Through his spokesman Henry, the central character of the Dream Songs, Berryman articulated his view of literary criticism unequivocally: "—I can't read any more of this Rich Critical Prose, / he growled, broke wind, and scratched himself and left / that fragrant area. / When the mind dies it exudes rich critical prose." But Berryman exuded enough of this despised substance throughout his own career to fill a sizeable volume, and that, plus a handful of short stories, is what makes up The Freedom of the Poet. Assembled posthumously from a schema he left behind, the book includes sections on Elizabethan writers, other Europeans from Cervantes to Anne Frank, American fiction, poetry from England and America, stories, and general essays.

Even Berryman's detractors will have to concede that The Freedom of the Poet demonstrates an exceptional range and depth in the poet's cultural interests. (pp. 707-08)
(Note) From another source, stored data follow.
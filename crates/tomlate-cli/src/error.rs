//! CLI error types with exit code handling

use miette::Diagnostic;
use thiserror::Error;

use crate::exit_codes;
use tomlate::TranslationError;

/// CLI-specific error type that includes exit code information
#[derive(Error, Debug, Diagnostic)]
pub enum CliError {
    /// The document could not be translated
    #[error("Translation failed: {message}")]
    #[diagnostic(code(tomlate::cli::translation))]
    Translation {
        message: String,
        #[help]
        help: Option<String>,
    },

    /// IO error (file not found, permissions, etc.)
    #[error("IO error: {message}")]
    #[diagnostic(code(tomlate::cli::io))]
    Io { message: String },
}

impl CliError {
    /// Get the exit code for this error
    pub fn exit_code(&self) -> i32 {
        match self {
            CliError::Translation { .. } => exit_codes::TRANSLATION_ERROR,
            CliError::Io { .. } => exit_codes::IO_ERROR,
        }
    }

    /// Create an IO error with file context
    pub fn io(context: &str, source: &std::io::Error) -> Self {
        Self::Io { message: format!("{context}: {source}") }
    }
}

impl From<TranslationError> for CliError {
    fn from(err: TranslationError) -> Self {
        let help = match &err {
            TranslationError::ProfileNotFound { available, .. } if available.is_empty() => {
                Some("no profiles are registered; check the installed extensions".to_string())
            }
            TranslationError::ProfileNotFound { available, .. } => {
                Some(format!("registered profiles: {}", available.join(", ")))
            }
            _ => None,
        };
        Self::Translation { message: error_chain(&err), help }
    }
}

/// Join an error with its source chain, outermost first
fn error_chain(err: &dyn std::error::Error) -> String {
    let mut parts = vec![err.to_string()];
    let mut source = err.source();
    while let Some(cause) = source {
        parts.push(cause.to_string());
        source = cause.source();
    }
    parts.join(": ")
}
The critical essays in this collection, which occupy the bulk of the volume, also lead us in and out of Berryman's other work, though much more obliquely than the stories. The poet's lifelong fascination with Freud (he was in analysis himself for quite some time) resulted in a good deal of surrealistic verse (e.g., "The Traveller"). Unhappily, the many psychoanalytic interpretations in this collection are surrealistic too; that is, they are best described as textual distortions which obey the logic of dreams rather than rational discourse. An unintentionally funny critique of The Diary of Anne Frank turns that classically simple work into a Freudian cryptogram in which the most straightforward episodes must be treated as dark messages from the unconscious. Freud is invoked again in "Conrad's Journey," a reading of Heart of Darkness which ignores the conscious level of Conrad's dense and difficult text in order to fish for sexual imagery, all of it supererogatory. The student of Berryman's work will recall that Freudian excesses were a short-coming in the poet's Stephen Crane (1951), a sporadically...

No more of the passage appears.